I don’t know about other writers, but for me, first drafts are the worst part of the writing process. Whether you’re a plotter or a pantser or somewhere in between the first draft of a novel can be a daunting task. Following my outlining post recently, I decided to soldier on through first drafts.
So, you have your outline ready (or don’t for those pantsers out there), and you’re ready to start writing. Standard disclaimer, every writer is different, and not every method will work for every writer.
Personally, what works for me is using my outline and working chronologically through my first draft. From chapter one to finish I work my way through methodically. Sometimes I get stuck, but I try to trudge through the slump and forge on. It's probably not the most effective method but it’s the way I work.

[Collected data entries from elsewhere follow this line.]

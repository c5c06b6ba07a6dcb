// survivor_core: shared types used by the game, the renderer and the runner

pub mod color;
pub mod draw;
pub mod sprite;
pub mod time;
pub mod view;

// GPU context shared by the renderer and the runner
#[cfg(feature = "gpu")]
pub mod context;

// input helper for keyboard / mouse state
#[cfg(feature = "input")]
pub mod input;

pub use color::Color;
pub use draw::{DrawCommand, DrawList, SpriteDraw};
pub use sprite::{FrameSet, SpriteFrame, TextureId};
pub use time::{FixedStep, Time, TimeClock};
pub use view::{Rect, View2D};

// re-export common input types so callers don't need to depend on winit
#[cfg(feature = "input")]
pub use input::{InputEvent, InputState, KeyCode, MouseButton};

pub use glam;
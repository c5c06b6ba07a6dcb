use glam::{Mat4, Vec2};

/// Axis-aligned rectangle in world units.
#[derive(Debug, Clone, Copy, PartialEq)]
pub struct Rect {
    pub min: Vec2,
    pub max: Vec2,
}

impl Rect {
    pub fn new(min: Vec2, max: Vec2) -> Self {
        Self { min, max }
    }

    pub fn from_center_size(center: Vec2, size: Vec2) -> Self {
        let half = size * 0.5;
        Self {
            min: center - half,
            max: center + half,
        }
    }

    #[inline]
    pub fn size(&self) -> Vec2 {
        self.max - self.min
    }

    #[inline]
    pub fn center(&self) -> Vec2 {
        (self.min + self.max) * 0.5
    }

    /// Inclusive on every edge.
    pub fn contains(&self, p: Vec2) -> bool {
        p.x >= self.min.x && p.x <= self.max.x && p.y >= self.min.y && p.y <= self.max.y
    }

    /// Nearest point inside the rectangle.
    pub fn clamp(&self, p: Vec2) -> Vec2 {
        p.clamp(self.min, self.max)
    }
}

/// 2-D camera: the world rectangle centred on `center` with extent `size` is
/// stretched over the whole window.  World Y grows downwards, like window
/// pixel coordinates.
///
/// The struct lives in core so that the game can pick a view and the renderer
/// can upload it without either knowing about the other.
#[derive(Debug, Clone, Copy, PartialEq)]
pub struct View2D {
    pub center: Vec2,
    pub size: Vec2,
}

impl View2D {
    pub fn new(center: Vec2, size: Vec2) -> Self {
        Self { center, size }
    }

    /// View covering `[0, width] × [0, height]`.
    pub fn from_extent(extent: Vec2) -> Self {
        Self {
            center: extent * 0.5,
            size: extent,
        }
    }

    /// Same centre, extent multiplied by `factor`.  A factor above 1 shows a
    /// larger region of the world.
    pub fn zoomed(&self, factor: f32) -> Self {
        Self {
            center: self.center,
            size: self.size * factor,
        }
    }

    pub fn bounds(&self) -> Rect {
        Rect::from_center_size(self.center, self.size)
    }

    /// Orthographic view-projection matrix with Y pointing down.
    pub fn view_projection(&self) -> Mat4 {
        let r = self.bounds();
        Mat4::orthographic_rh(r.min.x, r.max.x, r.max.y, r.min.y, -1.0, 1.0)
    }

    /// Map a window pixel position to world coordinates.
    ///
    /// Returns the view centre when the window has a zero-sized axis.
    pub fn screen_to_world(&self, screen: Vec2, window: Vec2) -> Vec2 {
        if window.x <= 0.0 || window.y <= 0.0 {
            return self.center;
        }
        self.center + (screen / window - Vec2::splat(0.5)) * self.size
    }

    /// Map a world position to normalised device coordinates.
    pub fn world_to_ndc(&self, world: Vec2) -> Vec2 {
        (self.view_projection() * world.extend(0.0).extend(1.0))
            .truncate()
            .truncate()
    }
}

/// Uniform data uploaded to the GPU. The sprite shader only needs the 4x4
/// view-projection matrix.
#[cfg(feature = "gpu")]
#[repr(C)]
#[derive(Copy, Clone, bytemuck::Pod, bytemuck::Zeroable)]
pub struct CameraUniform {
    pub view_proj: [[f32; 4]; 4],
}

#[cfg(feature = "gpu")]
impl CameraUniform {
    pub fn new() -> Self {
        Self {
            view_proj: Mat4::IDENTITY.to_cols_array_2d(),
        }
    }

    pub fn update_view_proj(&mut self, view: &View2D) {
        self.view_proj = view.view_projection().to_cols_array_2d();
    }
}

#[cfg(feature = "gpu")]
impl Default for CameraUniform {
    fn default() -> Self {
        Self::new()
    }
}

#[cfg(test)]
mod tests {
    use super::*;

    fn close(a: Vec2, b: Vec2) -> bool {
        (a - b).length() < 1e-4
    }

    #[test]
    fn projection_maps_corners() {
        let view = View2D::from_extent(Vec2::new(1000.0, 800.0));
        assert!(close(view.world_to_ndc(Vec2::new(500.0, 400.0)), Vec2::ZERO));
        assert!(close(view.world_to_ndc(Vec2::ZERO), Vec2::new(-1.0, 1.0)));
        assert!(close(view.world_to_ndc(Vec2::new(1000.0, 800.0)), Vec2::new(1.0, -1.0)));
    }

    #[test]
    fn zoom_keeps_center_and_scales_extent() {
        let view = View2D::from_extent(Vec2::new(1000.0, 800.0)).zoomed(2.0);
        assert_eq!(view.center, Vec2::new(500.0, 400.0));
        let b = view.bounds();
        assert_eq!(b.min, Vec2::new(-500.0, -400.0));
        assert_eq!(b.max, Vec2::new(1500.0, 1200.0));
    }

    #[test]
    fn screen_to_world_follows_view() {
        let window = Vec2::new(1000.0, 800.0);
        let normal = View2D::from_extent(window);
        assert!(close(normal.screen_to_world(Vec2::new(250.0, 100.0), window), Vec2::new(250.0, 100.0)));

        let zoomed = normal.zoomed(2.0);
        assert!(close(zoomed.screen_to_world(Vec2::new(500.0, 400.0), window), Vec2::new(500.0, 400.0)));
        assert!(close(zoomed.screen_to_world(Vec2::ZERO, window), Vec2::new(-500.0, -400.0)));

        // a window twice as large still spans the same world rectangle
        let big = window * 2.0;
        assert!(close(normal.screen_to_world(Vec2::new(1000.0, 800.0), big), Vec2::new(500.0, 400.0)));
    }

    #[test]
    fn degenerate_window_maps_to_center() {
        let view = View2D::from_extent(Vec2::new(10.0, 10.0));
        assert_eq!(view.screen_to_world(Vec2::new(3.0, 3.0), Vec2::ZERO), view.center);
    }

    #[test]
    fn rect_clamp_and_contains() {
        let r = Rect::new(Vec2::ZERO, Vec2::new(10.0, 5.0));
        assert!(r.contains(Vec2::new(10.0, 5.0)));
        assert!(!r.contains(Vec2::new(10.1, 5.0)));
        assert_eq!(r.clamp(Vec2::new(-1.0, 7.0)), Vec2::new(0.0, 5.0));
        assert_eq!(r.center(), Vec2::new(5.0, 2.5));
    }
}
/// GPU-side camera: the view-projection uniform and its bind group at
/// group(0).
use std::sync::Arc;

use survivor_core::view::CameraUniform;
use survivor_core::View2D;

use crate::resources::buffer;

pub struct GpuCamera {
    pub uniform: CameraUniform,
    pub buffer: Arc<wgpu::Buffer>,
    pub bind_group: wgpu::BindGroup,
}

impl GpuCamera {
    pub fn new(device: &wgpu::Device, view: &View2D, layout: &wgpu::BindGroupLayout) -> Self {
        let mut uniform = CameraUniform::new();
        uniform.update_view_proj(view);

        let buf = buffer::create_uniform(device, "Camera Uniform Buffer", &uniform);
        let bind_group = device.create_bind_group(&wgpu::BindGroupDescriptor {
            label: Some("Camera Bind Group"),
            layout,
            entries: &[wgpu::BindGroupEntry {
                binding: 0,
                resource: buf.as_entire_binding(),
            }],
        });

        Self {
            uniform,
            buffer: buf,
            bind_group,
        }
    }

    /// Upload `view`.  Call once per frame before the render pass.
    pub fn sync(&mut self, queue: &wgpu::Queue, view: &View2D) {
        self.uniform.update_view_proj(view);
        buffer::update_uniform(queue, &self.buffer, &self.uniform);
    }
}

The biggest lesson I learnt working through my first first-draft since returning to writing, is just to keep going. I found I just had to get the words on the page, didn’t matter how horrible it came out or how vague it sounded, I just had to get it down. I can fix all of this in editing but I'll never get to editing if I focus too much on making it perfect the first time around.
Starting with NaNoWriMo 2022, I began slapping words on a page and, although I didn’t win, I came out a month later with 47K words. While my momentum slowed a bit after that, I now have a nearly 80K word first draft.
Lesson: Write! Fix it in editing, just get those words on the page. Find this moment for yourself.